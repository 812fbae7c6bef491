//! CSV report writer.
//!
//! Writes ReportAverages rows to a comma-separated file with a fixed
//! header, one data row per processed report.

use crate::aggregator::ReportAverages;
use crate::utils::config::OUTPUT_COLUMNS;
use crate::utils::error::OutputError;
use log::{debug, info};
use std::fs::File;
use std::path::Path;

/// Write aggregate rows to a CSV file
///
/// **Public** - main entry point for CSV output
///
/// # Arguments
/// * `rows` - Aggregate rows in the order they should appear
/// * `output_path` - Path to the output CSV file (overwritten if present)
///
/// # Returns
/// Ok if the file was written successfully
///
/// # Errors
/// * `OutputError::WriteFailed` - I/O error during write
/// * `OutputError::Csv` - row serialization error
/// * `OutputError::InvalidPath` - path cannot be created or is invalid
///
/// The header row is always written, even when `rows` is empty, so a run
/// whose every report was skipped still produces a well-formed file.
pub fn write_averages(
    rows: &[ReportAverages],
    output_path: impl AsRef<Path>,
) -> Result<(), OutputError> {
    let output_path = output_path.as_ref();

    info!("Writing averages to: {}", output_path.display());

    validate_output_path(output_path)?;

    // Create parent directories if needed
    if let Some(parent) = output_path.parent() {
        if !parent.as_os_str().is_empty() && !parent.exists() {
            debug!("Creating parent directories: {}", parent.display());
            std::fs::create_dir_all(parent).map_err(|e| {
                OutputError::InvalidPath(format!(
                    "Cannot create directory {}: {}",
                    parent.display(),
                    e
                ))
            })?;
        }
    }

    let file = File::create(output_path).map_err(OutputError::WriteFailed)?;

    // The header is written explicitly so that zero rows still yields a
    // header line; serialize() therefore runs with headers disabled.
    let mut writer = csv::WriterBuilder::new()
        .has_headers(false)
        .from_writer(file);

    writer.write_record(OUTPUT_COLUMNS)?;
    for row in rows {
        writer.serialize(row)?;
    }
    writer.flush()?;

    info!("Report written successfully ({} data rows)", rows.len());

    Ok(())
}

/// Read aggregate rows back from a CSV file
///
/// **Public** - useful for validation and testing
///
/// # Errors
/// * `OutputError::WriteFailed` - file read error (reusing WriteFailed for I/O)
/// * `OutputError::Csv` - malformed CSV or mismatched columns
pub fn read_averages(input_path: impl AsRef<Path>) -> Result<Vec<ReportAverages>, OutputError> {
    let input_path = input_path.as_ref();

    debug!("Reading averages from: {}", input_path.display());

    let file = File::open(input_path).map_err(OutputError::WriteFailed)?;

    let mut reader = csv::Reader::from_reader(file);
    let rows = reader
        .deserialize()
        .collect::<Result<Vec<ReportAverages>, csv::Error>>()?;

    debug!("Loaded {} rows", rows.len());

    Ok(rows)
}

/// Validate that output path is writable
///
/// **Private** - internal validation
fn validate_output_path(path: &Path) -> Result<(), OutputError> {
    if path.as_os_str().is_empty() {
        return Err(OutputError::InvalidPath("Path is empty".to_string()));
    }

    if path.exists() && path.is_dir() {
        return Err(OutputError::InvalidPath(format!(
            "Path is a directory: {}",
            path.display()
        )));
    }

    Ok(())
}
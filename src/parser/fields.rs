//! Parse-or-default combinators for optional flow attributes.
//!
//! Every numeric attribute on a `Flow` element is optional, and the
//! duration-valued ones carry an `ns` unit marker. Rather than suppressing
//! errors at the call sites, the degrade-to-zero policy lives here as two
//! explicit combinators: absent or malformed input yields zero, never an
//! error.

use crate::utils::config::TIME_UNIT_SUFFIX;

/// Parse a duration-valued attribute ("40320.5ns") into a float.
///
/// **Public** - used for delaySum, jitterSum, and the rx timestamps
///
/// Strips one trailing `ns` marker and surrounding whitespace, then parses
/// the remainder as `f64`. Returns `0.0` on absence, empty input, or any
/// parse failure.
pub fn parse_duration(raw: Option<&str>) -> f64 {
    let Some(raw) = raw else {
        return 0.0;
    };

    let trimmed = raw.trim();
    let trimmed = trimmed.strip_suffix(TIME_UNIT_SUFFIX).unwrap_or(trimmed);

    trimmed.trim().parse::<f64>().unwrap_or(0.0)
}

/// Parse an integer counter attribute (txPackets, rxBytes, ...) into a u64.
///
/// **Public** - used for the packet and byte counters
///
/// Symmetric with [`parse_duration`]: absent or malformed input yields `0`.
pub fn parse_counter(raw: Option<&str>) -> u64 {
    raw.and_then(|v| v.trim().parse::<u64>().ok()).unwrap_or(0)
}
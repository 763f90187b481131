//! Project manifest: the in-memory file set plus resolution settings.
//!
//! ```json
//! {
//!   "files": { "/src/index.ts": "import './util';", "/src/util.ts": "" },
//!   "importMap": { "imports": { "react": "https://esm.sh/react@18" } },
//!   "entries": ["/src/index.ts"],
//!   "external": ["node:*"],
//!   "virtual": { "env": "export const mode = 'dev';" },
//!   "config": { "extensions": [".ts", ".js"] }
//! }
//! ```

use std::collections::BTreeMap;
use std::path::Path;
use std::sync::Arc;

use esresolve_core::plugin::{ExternalPlugin, HttpPlugin, VirtualModulePlugin};
use esresolve_core::{
    BuildDriver, Config, Error, HttpFetcher, ImportMap, ResourceCache, VirtualFs,
};
use serde::Deserialize;
use tracing::debug;

#[derive(Debug, Default, Deserialize)]
#[serde(rename_all = "camelCase", default)]
pub struct Project {
    /// Path to contents.
    pub files: BTreeMap<String, String>,
    /// Import map document, resolved against `config.baseUrl`.
    pub import_map: Option<serde_json::Value>,
    pub entries: Vec<String>,
    /// Specifiers kept out of the graph.
    pub external: Vec<String>,
    /// In-memory modules served as `virtual:<name>`.
    #[serde(rename = "virtual")]
    pub virtual_modules: BTreeMap<String, String>,
    pub config: Config,
}

impl Project {
    pub fn load(path: &Path) -> Result<Self, Error> {
        let text = std::fs::read_to_string(path).map_err(|source| Error::ConfigRead {
            path: path.to_path_buf(),
            source,
        })?;
        serde_json::from_str(&text).map_err(|source| Error::ConfigParse {
            path: path.to_path_buf(),
            source,
        })
    }

    /// Build a driver over this project. With `http`, remote URLs are fetched
    /// instead of being treated as external.
    pub fn into_driver(self, http: bool) -> Result<(BuildDriver, Vec<String>), Error> {
        debug!(files = self.files.len(), entries = self.entries.len(), "loading project");

        let vfs = VirtualFs::from_files(self.files);
        let mut driver = BuildDriver::new(vfs, self.config.clone());

        if let Some(document) = &self.import_map {
            let map = ImportMap::from_value(document, &self.config.base_url)?;
            driver = driver.with_import_map(map);
        }

        if !self.virtual_modules.is_empty() {
            let plugin = self
                .virtual_modules
                .into_iter()
                .fold(VirtualModulePlugin::new(), |plugin, (id, code)| {
                    plugin.module(id, code)
                });
            driver.register(&plugin)?;
        }
        if !self.external.is_empty() {
            driver.register(&ExternalPlugin::new(self.external))?;
        }
        if http {
            let cache = Arc::new(ResourceCache::from_config(&self.config.cache));
            driver.register(&HttpPlugin::new(Arc::new(HttpFetcher::new()), cache))?;
        }

        Ok((driver, self.entries))
    }
}

#[cfg(test)]
mod tests {
    use super::*;
    use tempfile::tempdir;

    #[test]
    fn test_load_manifest() {
        let dir = tempdir().unwrap();
        let path = dir.path().join("project.json");
        std::fs::write(
            &path,
            r#"{
                "files": {"/src/index.ts": "export {}"},
                "entries": ["/src/index.ts"],
                "virtual": {"env": "export default 1"},
                "config": {"extensions": [".ts"]}
            }"#,
        )
        .unwrap();

        let project = Project::load(&path).unwrap();
        assert_eq!(project.entries, ["/src/index.ts"]);
        assert_eq!(project.config.extensions, [".ts"]);
        assert!(project.import_map.is_none());

        let (driver, entries) = project.into_driver(false).unwrap();
        assert_eq!(entries, ["/src/index.ts"]);
        assert_eq!(driver.plugins().plugin_names().collect::<Vec<_>>(), ["virtual"]);
    }

    #[test]
    fn test_invalid_import_map_is_rejected() {
        let project = Project {
            import_map: Some(serde_json::json!({"imports": []})),
            ..Project::default()
        };
        let err = project.into_driver(false).unwrap_err();
        assert_eq!(err.code(), esresolve_core::error::codes::IMPORT_MAP_INVALID);
    }

    #[test]
    fn test_missing_manifest() {
        let dir = tempdir().unwrap();
        let err = Project::load(&dir.path().join("nope.json")).unwrap_err();
        assert!(matches!(err, Error::ConfigRead { .. }));
    }
}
▬▬▬▬▬▬
Work request :: Reproduce verbatim only this range: the first line of the material through the line that contains "row serialization error", inclusive.

Answer box ::
repository 812fbae7c6bef491
//! CSV report writer.
//!
//! Writes ReportAverages rows to a comma-separated file with a fixed
//! header, one data row per processed report.

use crate::aggregator::ReportAverages;
use crate::utils::config::OUTPUT_COLUMNS;
use crate::utils::error::OutputError;
use log::{debug, info};
use std::fs::File;
use std::path::Path;

/// Write aggregate rows to a CSV file
///
/// **Public** - main entry point for CSV output
///
/// # Arguments
/// * `rows` - Aggregate rows in the order they should appear
/// * `output_path` - Path to the output CSV file (overwritten if present)
///
/// # Returns
/// Ok if the file was written successfully
///
/// # Errors
/// * `OutputError::WriteFailed` - I/O error during write
/// * `OutputError::Csv` - row serialization error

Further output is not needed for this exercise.